GILES WILLSON, BFRC & GGF: It's very interesting today. We've spoken a lot about regulation and building regulation and how we can use that, and we have said that by enforcement it has risen again with FENSA and Part L and safety glazing. There have been a lot of positives about regulation. This is EU legislation and European standards.
Just to give you an outline, as you should be aware, Construction Products Directive led to a whole load of European standards being developed. For the last 15 to 20 years, I think, we've been working on these. It's taken a huge time to come to maturity. A lot of these are published, are mandatory and are working today. However, when I speak to many people, especially those that are further along the process installing windows, and I say glass comes under CE marking, units are under CE marking, they look completely amazed. They have absolutely no idea at all that they're European standards. I know Pilkingtons and all the other glass manufacturers have had loads of testing. They do declarations. You'll see the new European standards. You’ve got unit makers: all unit makers should have the product tested and do declarations.
There is confusion in the UK, mainly by the way we interpreted the CPD for the regulations.
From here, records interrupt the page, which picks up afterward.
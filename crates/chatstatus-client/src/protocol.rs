//! Wire protocol spoken with the presence relay.
//!
//! Every frame is a single JSON object with a `type` discriminant. Clients
//! send `{"type", "value"?}`; the relay fans frames out to the room as
//! `{"type", "user_id", "value"?}`. An empty text frame is the relay's
//! keepalive echo.

use chatstatus_common::{ChatStatusError, MessageId, UserId};
use serde::{Deserialize, Serialize};

// ---------------------------------------------------------------------------
// Frame kinds
// ---------------------------------------------------------------------------

/// `type` values used on the wire.
pub mod kinds {
    pub const PING: &str = "ping";
    pub const ACTIVE: &str = "active";
    pub const POSITION: &str = "position";
    pub const TYPING: &str = "typing";
    pub const QUIT: &str = "quit";
}

// ---------------------------------------------------------------------------
// Outbound
// ---------------------------------------------------------------------------

/// A frame this client sends to the relay.
#[derive(Debug, Clone, Copy, PartialEq, Eq)]
pub enum OutboundFrame {
    /// Keepalive.
    Ping,
    /// Input focus gained or lost.
    Active(bool),
    /// Last message the local user has read.
    Position(MessageId),
    /// Local user typed; unix timestamp in seconds.
    Typing(i64),
}

#[derive(Serialize)]
struct OutboundWire {
    #[serde(rename = "type")]
    kind: &'static str,
    #[serde(skip_serializing_if = "Option::is_none")]
    value: Option<WireValue>,
}

/// Message ids are unsigned and timestamps signed; both go out as bare JSON
/// numbers.
#[derive(Serialize)]
#[serde(untagged)]
enum WireValue {
    Signed(i64),
    Unsigned(u64),
}

impl OutboundFrame {
    pub fn kind(&self) -> &'static str {
        match self {
            OutboundFrame::Ping => kinds::PING,
            OutboundFrame::Active(_) => kinds::ACTIVE,
            OutboundFrame::Position(_) => kinds::POSITION,
            OutboundFrame::Typing(_) => kinds::TYPING,
        }
    }

    /// Serialize to the JSON text sent over the socket.
    pub fn to_json(&self) -> Result<String, serde_json::Error> {
        let value = match *self {
            OutboundFrame::Ping => None,
            OutboundFrame::Active(active) => Some(WireValue::Unsigned(u64::from(active))),
            OutboundFrame::Position(id) => Some(WireValue::Unsigned(id.0)),
            OutboundFrame::Typing(ts) => Some(WireValue::Signed(ts)),
        };
        serde_json::to_string(&OutboundWire {
            kind: self.kind(),
            value,
        })
    }
}

// ---------------------------------------------------------------------------
// Inbound
// ---------------------------------------------------------------------------

/// A frame received from the relay.
#[derive(Debug, Clone, PartialEq, Eq)]
pub enum InboundFrame {
    /// Empty keepalive echo or a relayed ping. Carries no state.
    Keepalive,
    Active { user_id: UserId, active: bool },
    Position { user_id: UserId, message_id: MessageId },
    Typing { user_id: UserId, timestamp: i64 },
    Quit { user_id: UserId },
}

/// Why an inbound frame was dropped.
#[derive(Debug, thiserror::Error)]
pub enum FrameError {
    #[error("invalid JSON: {0}")]
    Json(#[from] serde_json::Error),

    #[error("{0} frame is missing user_id")]
    MissingUser(&'static str),

    #[error("{kind} frame has invalid value: {value}")]
    BadValue {
        kind: &'static str,
        value: serde_json::Value,
    },

    #[error("unrecognized frame type: {0}")]
    UnknownType(String),
}

impl From<FrameError> for ChatStatusError {
    fn from(e: FrameError) -> Self {
        ChatStatusError::Protocol(e.to_string())
    }
}

#[derive(Deserialize)]
struct InboundWire {
    #[serde(rename = "type")]
    kind: String,
    #[serde(default)]
    user_id: Option<UserId>,
    #[serde(default)]
    value: serde_json::Value,
}

impl InboundFrame {
    /// Parse one text frame from the relay.
    ///
    /// Extra fields (such as `room_id`) are ignored.
    pub fn parse(text: &str) -> Result<Self, FrameError> {
        if text.trim().is_empty() {
            return Ok(InboundFrame::Keepalive);
        }

        let wire: InboundWire = serde_json::from_str(text)?;

        let kind = match wire.kind.as_str() {
            kinds::PING => return Ok(InboundFrame::Keepalive),
            kinds::ACTIVE => kinds::ACTIVE,
            kinds::POSITION => kinds::POSITION,
            kinds::TYPING => kinds::TYPING,
            kinds::QUIT => kinds::QUIT,
            _ => return Err(FrameError::UnknownType(wire.kind)),
        };

        let user_id = wire.user_id.ok_or(FrameError::MissingUser(kind))?;
        let bad_value = |value: serde_json::Value| FrameError::BadValue { kind, value };

        match kind {
            kinds::ACTIVE => {
                let active = parse_flag(&wire.value).ok_or_else(|| bad_value(wire.value))?;
                Ok(InboundFrame::Active { user_id, active })
            }
            kinds::POSITION => {
                let id = wire.value.as_u64().ok_or_else(|| bad_value(wire.value))?;
                Ok(InboundFrame::Position {
                    user_id,
                    message_id: MessageId(id),
                })
            }
            kinds::TYPING => {
                let timestamp = wire.value.as_i64().ok_or_else(|| bad_value(wire.value))?;
                Ok(InboundFrame::Typing { user_id, timestamp })
            }
            _ => Ok(InboundFrame::Quit { user_id }),
        }
    }

    /// The user this frame is about, if any.
    pub fn user_id(&self) -> Option<&UserId> {
        match self {
            InboundFrame::Keepalive => None,
            InboundFrame::Active { user_id, .. }
            | InboundFrame::Position { user_id, .. }
            | InboundFrame::Typing { user_id, .. }
            | InboundFrame::Quit { user_id } => Some(user_id),
        }
    }
}

/// `active` arrives as 0/1 from clients and as a boolean in relay replays.
fn parse_flag(value: &serde_json::Value) -> Option<bool> {
    match value {
        serde_json::Value::Bool(b) => Some(*b),
        serde_json::Value::Number(n) => n.as_i64().map(|n| n != 0),
        _ => None,
    }
}
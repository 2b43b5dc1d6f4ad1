//! Relay connection settings.

use serde::{Deserialize, Serialize};

/// Default relay host.
pub const DEFAULT_SERVER: &str = "sechat.quickmediasolutions.com";

/// Accepted range for `ping_interval_seconds`.
pub const PING_INTERVAL_RANGE: (u32, u32) = (5, 300);
/// Accepted range for `retry_interval_seconds`.
pub const RETRY_INTERVAL_RANGE: (u32, u32) = (1, 600);
/// Accepted range for `connect_timeout_seconds`.
pub const CONNECT_TIMEOUT_RANGE: (u32, u32) = (1, 120);

/// How to reach the presence relay and how to keep the socket alive.
#[derive(Debug, Clone, Serialize, Deserialize)]
#[serde(default)]
pub struct ConnectionConfig {
    /// Relay host (and optional port), without scheme.
    pub server: String,
    /// Seconds between keepalive pings while the socket is open.
    pub ping_interval_seconds: u32,
    /// Fixed delay before reconnecting after the socket closes.
    pub retry_interval_seconds: u32,
    /// Give up on a single connect attempt after this many seconds.
    pub connect_timeout_seconds: u32,
}

impl Default for ConnectionConfig {
    fn default() -> Self {
        Self {
            server: DEFAULT_SERVER.into(),
            ping_interval_seconds: 30,
            retry_interval_seconds: 60,
            connect_timeout_seconds: 15,
        }
    }
}

impl ConnectionConfig {
    /// Copy with every interval pulled into its accepted range.
    ///
    /// Loading keeps out-of-range values so validation can report them; the
    /// transport must only ever see clamped ones.
    pub fn clamped(&self) -> Self {
        let clamp = |value: u32, (min, max): (u32, u32)| value.clamp(min, max);
        Self {
            server: self.server.clone(),
            ping_interval_seconds: clamp(self.ping_interval_seconds, PING_INTERVAL_RANGE),
            retry_interval_seconds: clamp(self.retry_interval_seconds, RETRY_INTERVAL_RANGE),
            connect_timeout_seconds: clamp(self.connect_timeout_seconds, CONNECT_TIMEOUT_RANGE),
        }
    }
}
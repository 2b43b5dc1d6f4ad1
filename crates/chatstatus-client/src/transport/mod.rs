//! WebSocket transport to the presence relay.
//!
//! A single background task owns the socket. It sends a keepalive ping
//! every `ping_interval` while open, surfaces every close, and reconnects
//! after a fixed `retry_interval`. Frames sent while the socket is not open
//! are dropped.

mod client;
mod connection;
mod handler;
mod state;
mod types;

pub use client::TransportClient;
pub use state::ConnectionMachine;
pub use types::{ConnectionState, TransportConfig, TransportEvent};
//! Tests for the presence store and its interaction with the resolver.

use std::time::{Duration, Instant};

use chatstatus_common::{MessageId, UserId};

use super::*;

fn uid(s: &str) -> UserId {
    UserId::new(s)
}

fn typing_changes(changes: &[PresenceChange]) -> Vec<bool> {
    changes
        .iter()
        .filter_map(|c| match c {
            PresenceChange::Typing { typing, .. } => Some(*typing),
            _ => None,
        })
        .collect()
}

// ---------------------------------------------------------------------------
// Lifecycle
// ---------------------------------------------------------------------------

#[test]
fn get_or_create_starts_with_defaults() {
    let mut store = PresenceStore::new();
    let user = store.get_or_create(&uid("1"));
    assert_eq!(user.active, None);
    assert!(!user.typing);
    assert_eq!(user.last_read, None);
    assert!(!user.is_active());
    assert!(store.take_changes().is_empty());
}

#[test]
fn remove_erases_all_state() {
    let t0 = Instant::now();
    let mut store = PresenceStore::new();
    let u = uid("1");
    store.set_active(&u, true);
    store.set_typing(&u, true, t0);
    store.set_position(&u, MessageId(10));
    store.take_changes();

    store.remove(&u);
    assert_eq!(
        store.take_changes(),
        vec![PresenceChange::Removed { user_id: u.clone() }]
    );
    assert!(store.get(&u).is_none());
    assert!(store.next_deadline().is_none());
    assert!(store.pending().is_empty());

    let fresh = store.get_or_create(&u).clone();
    assert_eq!(fresh, RemoteUser::new(u.clone()));
    assert!(!store.is_typing(&u, t0));
}

#[test]
fn remove_unknown_user_is_noop() {
    let mut store = PresenceStore::new();
    store.remove(&uid("ghost"));
    assert!(store.take_changes().is_empty());
}

// ---------------------------------------------------------------------------
// Active
// ---------------------------------------------------------------------------

#[test]
fn set_active_notifies_only_on_change() {
    let mut store = PresenceStore::new();
    let u = uid("1");
    store.set_active(&u, false);
    store.set_active(&u, false);
    store.set_active(&u, true);
    store.set_active(&u, true);
    assert_eq!(
        store.take_changes(),
        vec![
            PresenceChange::Active {
                user_id: u.clone(),
                active: false
            },
            PresenceChange::Active {
                user_id: u,
                active: true
            },
        ]
    );
}

// ---------------------------------------------------------------------------
// Typing
// ---------------------------------------------------------------------------

#[test]
fn typing_signals_under_window_never_flicker() {
    let t0 = Instant::now();
    let mut store = PresenceStore::new();
    let u = uid("1");

    let mut now = t0;
    for _ in 0..10 {
        store.set_typing(&u, true, now);
        // Check just before the next signal lands.
        let at = now + Duration::from_millis(3_900);
        store.expire(at);
        assert!(store.is_typing(&u, at));
        now += Duration::from_millis(3_900);
    }

    assert_eq!(typing_changes(&store.take_changes()), vec![true]);
}

#[test]
fn typing_expires_at_window_and_not_before() {
    let t0 = Instant::now();
    let mut store = PresenceStore::new();
    let u = uid("1");
    store.set_typing(&u, true, t0);
    store.take_changes();

    let just_before = t0 + TYPING_WINDOW - Duration::from_millis(1);
    store.expire(just_before);
    assert!(store.is_typing(&u, just_before));
    assert!(store.get(&u).unwrap().typing);
    assert!(store.take_changes().is_empty());

    assert_eq!(store.next_deadline(), Some(t0 + TYPING_WINDOW));
    store.expire(t0 + TYPING_WINDOW);
    assert!(!store.is_typing(&u, t0 + TYPING_WINDOW));
    assert!(!store.get(&u).unwrap().typing);
    assert_eq!(typing_changes(&store.take_changes()), vec![false]);
    assert!(store.next_deadline().is_none());
}

#[test]
fn newer_signal_outlives_older_timer() {
    let t0 = Instant::now();
    let mut store = PresenceStore::new();
    let u = uid("1");
    store.set_typing(&u, true, t0);
    store.set_typing(&u, true, t0 + Duration::from_secs(3));

    // The first signal's deadline has passed but was replaced.
    store.expire(t0 + Duration::from_secs(5));
    assert!(store.get(&u).unwrap().typing);
    store.expire(t0 + Duration::from_secs(7));
    assert!(!store.get(&u).unwrap().typing);
}

#[test]
fn explicit_stop_cancels_timer() {
    let t0 = Instant::now();
    let mut store = PresenceStore::new();
    let u = uid("1");
    store.set_typing(&u, true, t0);
    store.set_typing(&u, false, t0 + Duration::from_secs(1));
    assert!(store.next_deadline().is_none());
    assert!(!store.is_typing(&u, t0 + Duration::from_secs(1)));

    store.expire(t0 + Duration::from_secs(10));
    assert_eq!(typing_changes(&store.take_changes()), vec![true, false]);
}

#[test]
fn stopping_idle_user_is_silent() {
    let mut store = PresenceStore::new();
    store.set_typing(&uid("1"), false, Instant::now());
    assert!(store.take_changes().is_empty());
}

#[test]
fn custom_typing_window() {
    let t0 = Instant::now();
    let mut store = PresenceStore::with_typing_window(Duration::from_secs(1));
    store.set_typing(&uid("1"), true, t0);
    assert_eq!(store.next_deadline(), Some(t0 + Duration::from_secs(1)));
}

// ---------------------------------------------------------------------------
// Position
// ---------------------------------------------------------------------------

#[test]
fn position_on_known_message_places_immediately() {
    let mut store = PresenceStore::new();
    let u = uid("1");
    store.resolve(MessageId(5));
    store.set_position(&u, MessageId(5));

    let changes = store.take_changes();
    assert!(changes.contains(&PresenceChange::Position {
        user_id: u.clone(),
        message_id: MessageId(5),
    }));
    assert_eq!(store.get(&u).unwrap().last_read, Some(MessageId(5)));
}

#[test]
fn position_implies_active() {
    let mut store = PresenceStore::new();
    let u = uid("1");
    store.set_active(&u, false);
    store.set_position(&u, MessageId(3));
    assert!(store.get(&u).unwrap().is_active());
}

#[test]
fn repeated_position_is_idempotent() {
    let mut store = PresenceStore::new();
    let u = uid("1");
    store.resolve(MessageId(5));
    store.set_position(&u, MessageId(5));
    let first = store.take_changes();
    store.set_position(&u, MessageId(5));
    assert!(store.take_changes().is_empty());

    let placements = first
        .iter()
        .filter(|c| matches!(c, PresenceChange::Position { .. }))
        .count();
    assert_eq!(placements, 1);
}

#[test]
fn repeated_pending_position_is_idempotent() {
    let mut store = PresenceStore::new();
    let u = uid("1");
    store.set_position(&u, MessageId(8));
    store.take_changes();
    store.set_position(&u, MessageId(8));
    assert!(store.take_changes().is_empty());
    assert_eq!(store.pending().len(), 1);
}

#[test]
fn position_zero_is_not_a_placement() {
    let mut store = PresenceStore::new();
    let u = uid("1");
    store.set_position(&u, MessageId::NONE);
    assert_eq!(store.get(&u).unwrap().last_read, None);
    assert!(store.pending().is_empty());
    assert_eq!(
        store.take_changes(),
        vec![PresenceChange::Active {
            user_id: u,
            active: true
        }]
    );
}

#[test]
fn position_regression_is_ignored() {
    let mut store = PresenceStore::new();
    let u = uid("1");
    store.resolve(MessageId(3));
    store.resolve(MessageId(7));
    store.set_position(&u, MessageId(7));
    store.take_changes();

    store.set_position(&u, MessageId(3));
    assert_eq!(store.get(&u).unwrap().last_read, Some(MessageId(7)));
    assert!(store.take_changes().is_empty());
}

#[test]
fn associate_then_resolve_matches_direct_placement() {
    let u = uid("42");

    // Message arrives first.
    let mut direct = PresenceStore::new();
    direct.resolve(MessageId(5));
    direct.set_position(&u, MessageId(5));
    let direct_placements: Vec<_> = direct
        .take_changes()
        .into_iter()
        .filter(|c| matches!(c, PresenceChange::Position { .. }))
        .collect();

    // Position arrives first.
    let mut deferred = PresenceStore::new();
    deferred.set_position(&u, MessageId(5));
    let parked = deferred.take_changes();
    assert!(parked.contains(&PresenceChange::PositionPending {
        user_id: u.clone(),
        message_id: MessageId(5),
    }));
    assert!(!parked
        .iter()
        .any(|c| matches!(c, PresenceChange::Position { .. })));
    deferred.resolve(MessageId(5));
    let deferred_placements = deferred.take_changes();

    assert_eq!(direct_placements, deferred_placements);
    assert_eq!(
        direct.get(&u).unwrap().last_read,
        deferred.get(&u).unwrap().last_read
    );
    assert!(deferred.pending().is_empty());
}

#[test]
fn resolve_places_each_parked_user() {
    let mut store = PresenceStore::new();
    store.set_position(&uid("a"), MessageId(9));
    store.set_position(&uid("b"), MessageId(9));
    store.take_changes();

    store.resolve(MessageId(9));
    assert_eq!(
        store.take_changes(),
        vec![
            PresenceChange::Position {
                user_id: uid("a"),
                message_id: MessageId(9)
            },
            PresenceChange::Position {
                user_id: uid("b"),
                message_id: MessageId(9)
            },
        ]
    );

    // Resolving again does nothing.
    store.resolve(MessageId(9));
    assert!(store.take_changes().is_empty());
}

#[test]
fn moving_on_before_resolution_drops_old_placement() {
    let mut store = PresenceStore::new();
    let u = uid("1");
    store.set_position(&u, MessageId(5));
    store.resolve(MessageId(6));
    store.set_position(&u, MessageId(6));
    store.take_changes();

    store.resolve(MessageId(5));
    assert!(store.take_changes().is_empty());
    assert_eq!(store.get(&u).unwrap().last_read, Some(MessageId(6)));
}

#[test]
fn quit_while_pending_discards_placement() {
    let mut store = PresenceStore::new();
    let u = uid("1");
    store.set_position(&u, MessageId(5));
    store.remove(&u);
    store.take_changes();

    store.resolve(MessageId(5));
    assert!(store.take_changes().is_empty());
    assert!(store.get(&u).is_none());
}
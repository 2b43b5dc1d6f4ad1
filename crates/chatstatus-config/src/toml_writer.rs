//! Write ChatStatusConfig to TOML on disk.
//!
//! Uses atomic writes (write to `.tmp`, then rename) so a crash mid-write
//! never leaves a truncated config behind.

use std::path::Path;

use chatstatus_common::ConfigError;

use crate::schema::ChatStatusConfig;
use crate::toml_loader::default_config_path;

// =============================================================================
// PUBLIC API
// =============================================================================

/// Write config to the platform default path.
pub fn save_config(config: &ChatStatusConfig) -> Result<(), ConfigError> {
    let path = default_config_path()?;
    save_config_to_path(config, &path)
}

/// Write config to a specific path, creating parent directories as needed.
pub fn save_config_to_path(config: &ChatStatusConfig, path: &Path) -> Result<(), ConfigError> {
    let toml_str = toml::to_string_pretty(config)
        .map_err(|e| ConfigError::ParseError(format!("failed to serialize config to TOML: {e}")))?;

    if let Some(parent) = path.parent() {
        std::fs::create_dir_all(parent).map_err(|e| {
            ConfigError::ParseError(format!(
                "failed to create config directory {}: {e}",
                parent.display()
            ))
        })?;
    }

    let tmp_path = path.with_extension("toml.tmp");
    std::fs::write(&tmp_path, &toml_str).map_err(|e| {
        ConfigError::ParseError(format!(
            "failed to write config to {}: {e}",
            tmp_path.display()
        ))
    })?;

    if let Err(e) = std::fs::rename(&tmp_path, path) {
        tracing::warn!("atomic rename failed ({}), falling back to direct write", e);
        std::fs::write(path, &toml_str).map_err(|e2| {
            ConfigError::ParseError(format!(
                "failed to write config to {}: {e2}",
                path.display()
            ))
        })?;
    }

    tracing::debug!(path = %path.display(), "Config saved to disk");
    Ok(())
}

// =============================================================================
// TESTS
// =============================================================================

#[cfg(test)]
mod tests {
    use super::*;
    use tempfile::TempDir;

    #[test]
    fn save_config_round_trip() {
        let dir = TempDir::new().unwrap();
        let path = dir.path().join("config.toml");

        let mut config = ChatStatusConfig::default();
        config.connection.server = "localhost:9000".into();
        config.preferences.show_self = false;
        save_config_to_path(&config, &path).unwrap();

        let contents = std::fs::read_to_string(&path).unwrap();
        let parsed: ChatStatusConfig = toml::from_str(&contents).unwrap();
        assert_eq!(parsed.connection.server, "localhost:9000");
        assert!(!parsed.preferences.show_self);
        assert_eq!(
            parsed.connection.ping_interval_seconds,
            config.connection.ping_interval_seconds
        );
    }

    #[test]
    fn save_config_creates_parent_dirs() {
        let dir = TempDir::new().unwrap();
        let path = dir.path().join("nested").join("deep").join("config.toml");

        save_config_to_path(&ChatStatusConfig::default(), &path).unwrap();

        assert!(path.exists());
        let contents = std::fs::read_to_string(&path).unwrap();
        assert!(contents.contains("sechat.quickmediasolutions.com"));
    }

    #[test]
    fn save_config_cleans_up_tmp_file() {
        let dir = TempDir::new().unwrap();
        let path = dir.path().join("config.toml");

        save_config_to_path(&ChatStatusConfig::default(), &path).unwrap();

        let tmp_path = path.with_extension("toml.tmp");
        assert!(
            !tmp_path.exists(),
            "tmp file should be cleaned up after rename"
        );
    }
}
We don’t make it mandatory that you CE mark your product. You have to comply with the regulations but you don’t actually CE mark your product. We’re not going to go into a debate why, but it has caused some confusion. The other key thing as well is if you did CE mark your products - and most people will do on a voluntary basis because they’ve done all the work, they’ve done the testing - it's always emphasised it is not a quality mark. It just shows compliance with the essential requirements of the regulations. Some people are thinking why, what's this all about, and I think it’s legislation, muddle and red tape.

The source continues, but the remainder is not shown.